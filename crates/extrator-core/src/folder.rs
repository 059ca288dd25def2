//! Folder processing: one result row per document, failures isolated per document.

use std::any::Any;
use std::panic::{self, AssertUnwindSafe};
use std::path::{Path, PathBuf};

use glob::{MatchOptions, Pattern, glob_with};
use tracing::{Span, error, info, info_span, warn};

use crate::error::{ExtratorError, Result};
use crate::fields::FieldParser;
use crate::models::config::PdfConfig;
use crate::models::record::{ExtractionResult, ResultTable};
use crate::pdf::TextSource;

/// Sequentially extracts fields from every document in a folder.
pub struct FolderProcessor<S, P> {
    source: S,
    parser: P,
    config: PdfConfig,
    span: Option<Span>,
}

impl<S: TextSource, P: FieldParser> FolderProcessor<S, P> {
    /// Create a processor with default PDF discovery settings.
    pub fn new(source: S, parser: P) -> Self {
        Self {
            source,
            parser,
            config: PdfConfig::default(),
            span: None,
        }
    }

    /// Set which documents are discovered.
    pub fn with_config(mut self, config: PdfConfig) -> Self {
        self.config = config;
        self
    }

    /// Log through the given span instead of a per-folder one.
    pub fn with_span(mut self, span: Span) -> Self {
        self.span = Some(span);
        self
    }

    /// Documents in `dir` matching the configured extension, sorted by file name.
    pub fn list_documents(&self, dir: &Path) -> Result<Vec<PathBuf>> {
        if !dir.is_dir() {
            return Err(ExtratorError::InvalidInput(dir.to_path_buf()));
        }

        let pattern = format!(
            "{}/*.{}",
            Pattern::escape(&dir.to_string_lossy()),
            Pattern::escape(&self.config.extension)
        );

        let options = MatchOptions {
            case_sensitive: self.config.case_sensitive,
            require_literal_separator: true,
            require_literal_leading_dot: false,
        };

        let mut documents: Vec<PathBuf> = glob_with(&pattern, options)?
            .filter_map(|entry| entry.ok())
            .filter(|path| path.is_file())
            .collect();
        documents.sort_by(|a, b| a.file_name().cmp(&b.file_name()));

        Ok(documents)
    }

    /// Process every document in `dir`.
    ///
    /// Fails only when the folder itself is unusable; a failing document
    /// becomes a row with `error` set.
    pub fn process(&self, dir: &Path) -> Result<ResultTable> {
        let span = self
            .span
            .clone()
            .unwrap_or_else(|| info_span!("folder", path = %dir.display()));
        let _guard = span.enter();

        let documents = self.list_documents(dir)?;
        info!("{} PDFs found in {}", documents.len(), dir.display());

        Ok(documents
            .iter()
            .map(|path| self.process_document(path))
            .collect())
    }

    /// Process a single document, converting any failure into an error row.
    pub fn process_document(&self, path: &Path) -> ExtractionResult {
        let name = display_name(path);
        info!("Processing: {}", name);

        let outcome = panic::catch_unwind(AssertUnwindSafe(|| {
            self.source.extract_text(path).map(|text| {
                if text.trim().is_empty() {
                    warn!("{} returned no text; it may be a scan (OCR needed)", name);
                }
                self.parser.parse(&text)
            })
        }));

        match outcome {
            Ok(Ok(fields)) => ExtractionResult::from_fields(fields),
            Ok(Err(e)) => {
                error!("Error in {}: {:?}", name, e);
                ExtractionResult::failed(e.to_string())
            }
            Err(payload) => {
                let message = format!("panicked while processing: {}", panic_message(&*payload));
                error!("Error in {}: {}", name, message);
                ExtractionResult::failed(message)
            }
        }
    }
}

fn panic_message(payload: &(dyn Any + Send)) -> &str {
    payload
        .downcast_ref::<&str>()
        .copied()
        .or_else(|| payload.downcast_ref::<String>().map(String::as_str))
        .unwrap_or("unknown panic")
}

fn display_name(path: &Path) -> String {
    path.file_name()
        .map(|n| n.to_string_lossy().into_owned())
        .unwrap_or_else(|| path.display().to_string())
}

#[cfg(test)]
mod tests {
    use super::*;
    use crate::error::PdfError;
    use crate::fields::RuleBasedParser;
    use pretty_assertions::assert_eq;
    use std::collections::HashMap;
    use std::fs;

    /// Text source serving canned text by file name; names without an entry fail.
    struct StubSource {
        texts: HashMap<&'static str, &'static str>,
    }

    impl TextSource for StubSource {
        fn extract_text(&self, path: &Path) -> Result<String> {
            let name = path.file_name().and_then(|n| n.to_str()).unwrap_or_default();
            self.texts
                .get(name)
                .map(|t| t.to_string())
                .ok_or_else(|| PdfError::Parse(format!("corrupted: {}", name)).into())
        }
    }

    fn touch(dir: &Path, names: &[&str]) {
        for name in names {
            fs::write(dir.join(name), b"").unwrap();
        }
    }

    fn processor(texts: &[(&'static str, &'static str)]) -> FolderProcessor<StubSource, RuleBasedParser> {
        FolderProcessor::new(
            StubSource {
                texts: texts.iter().copied().collect(),
            },
            RuleBasedParser::new().unwrap(),
        )
    }

    #[test]
    fn test_three_valid_one_corrupted() {
        let dir = tempfile::tempdir().unwrap();
        touch(dir.path(), &["a.pdf", "b.pdf", "c.pdf", "d.pdf"]);

        let processor = processor(&[
            ("a.pdf", "Processo Nº 1/2016\nRequerente: Ana\nMatrícula: 1.111-1\n01/02/2016"),
            ("b.pdf", "Processo Nº 2/2016\nRequerente: Bia\nMatrícula: 2.222-2\n02/02/2016"),
            ("d.pdf", "Processo Nº 4/2016\nRequerente: Duda\nMatrícula: 4.444-4\n04/02/2016"),
        ]);

        let table = processor.process(dir.path()).unwrap();
        assert_eq!(table.len(), 4);
        assert_eq!(table.failed_count(), 1);

        let rows = table.rows();
        for idx in [0, 1, 3] {
            assert!(!rows[idx].is_error());
            assert!(rows[idx].process_number.is_some());
            assert!(rows[idx].filing_date.is_some());
            assert!(rows[idx].claimant.is_some());
            assert!(rows[idx].registration_number.is_some());
        }

        assert_eq!(rows[2], ExtractionResult::failed("PDF error: failed to parse PDF: corrupted: c.pdf"));
        assert_eq!(rows[3].claimant.as_deref(), Some("Duda"));
    }

    /// Text source whose decoder panics on one file name.
    struct PanickingSource {
        panics_on: &'static str,
    }

    impl TextSource for PanickingSource {
        fn extract_text(&self, path: &Path) -> Result<String> {
            let name = display_name(path);
            if name == self.panics_on {
                panic!("decoder blew up on {}", name);
            }
            Ok(format!("Requerente: {}", name))
        }
    }

    #[test]
    fn test_panicking_document_becomes_error_row() {
        let dir = tempfile::tempdir().unwrap();
        touch(dir.path(), &["a.pdf", "b.pdf", "c.pdf"]);

        let processor = FolderProcessor::new(
            PanickingSource { panics_on: "b.pdf" },
            RuleBasedParser::new().unwrap(),
        );

        let table = processor.process(dir.path()).unwrap();
        assert_eq!(table.len(), 3);
        assert_eq!(table.failed_count(), 1);

        let rows = table.rows();
        assert_eq!(rows[0].claimant.as_deref(), Some("a.pdf"));
        assert_eq!(rows[2].claimant.as_deref(), Some("c.pdf"));
        assert_eq!(
            rows[1],
            ExtractionResult::failed("panicked while processing: decoder blew up on b.pdf")
        );
    }

    #[test]
    fn test_rows_follow_file_name_order() {
        let dir = tempfile::tempdir().unwrap();
        touch(dir.path(), &["b.pdf", "c.pdf", "a.pdf"]);

        let processor = processor(&[
            ("a.pdf", "Requerente: A"),
            ("b.pdf", "Requerente: B"),
            ("c.pdf", "Requerente: C"),
        ]);

        let claimants: Vec<Option<String>> = processor
            .process(dir.path())
            .unwrap()
            .into_rows()
            .into_iter()
            .map(|r| r.claimant)
            .collect();
        assert_eq!(
            claimants,
            vec![Some("A".to_string()), Some("B".to_string()), Some("C".to_string())]
        );
    }

    #[test]
    fn test_only_matching_files_listed() {
        let dir = tempfile::tempdir().unwrap();
        touch(dir.path(), &["a.pdf", "notes.txt", "B.PDF", ".hidden.pdf"]);
        fs::create_dir(dir.path().join("sub.pdf")).unwrap();

        let processor = processor(&[]);
        let names: Vec<String> = processor
            .list_documents(dir.path())
            .unwrap()
            .iter()
            .map(|p| display_name(p))
            .collect();
        assert_eq!(names, vec![".hidden.pdf", "a.pdf"]);

        let mut config = PdfConfig::default();
        config.case_sensitive = false;
        let processor = processor.with_config(config);
        let names: Vec<String> = processor
            .list_documents(dir.path())
            .unwrap()
            .iter()
            .map(|p| display_name(p))
            .collect();
        assert_eq!(names, vec![".hidden.pdf", "B.PDF", "a.pdf"]);
    }

    #[test]
    fn test_blank_text_gives_empty_row() {
        let dir = tempfile::tempdir().unwrap();
        touch(dir.path(), &["scan.pdf"]);

        let table = processor(&[("scan.pdf", "  \n ")]).process(dir.path()).unwrap();
        assert_eq!(table.rows(), &[ExtractionResult::default()]);
    }

    #[test]
    fn test_empty_folder() {
        let dir = tempfile::tempdir().unwrap();
        let table = processor(&[]).process(dir.path()).unwrap();
        assert!(table.is_empty());
    }

    #[test]
    fn test_invalid_input() {
        let dir = tempfile::tempdir().unwrap();
        let file = dir.path().join("file.pdf");
        fs::write(&file, b"").unwrap();

        let processor = processor(&[]);
        assert!(matches!(
            processor.process(&dir.path().join("missing")),
            Err(ExtratorError::InvalidInput(_))
        ));
        assert!(matches!(
            processor.process(&file),
            Err(ExtratorError::InvalidInput(_))
        ));
    }

    #[test]
    fn test_folder_name_with_glob_metacharacters() {
        let dir = tempfile::tempdir().unwrap();
        let odd = dir.path().join("lote [2016]");
        fs::create_dir(&odd).unwrap();
        touch(&odd, &["x.pdf"]);

        let table = processor(&[("x.pdf", "Requerente: X")]).process(&odd).unwrap();
        assert_eq!(table.len(), 1);
        assert_eq!(table.rows()[0].claimant.as_deref(), Some("X"));
    }
}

◇ ◇ ◇

§ Work order
The answer must consist of each line in the entries above that includes "static".

§ Expected answer
        texts: HashMap<&'static str, &'static str>,
    fn processor(texts: &[(&'static str, &'static str)]) -> FolderProcessor<StubSource, RuleBasedParser> {
        panics_on: &'static str,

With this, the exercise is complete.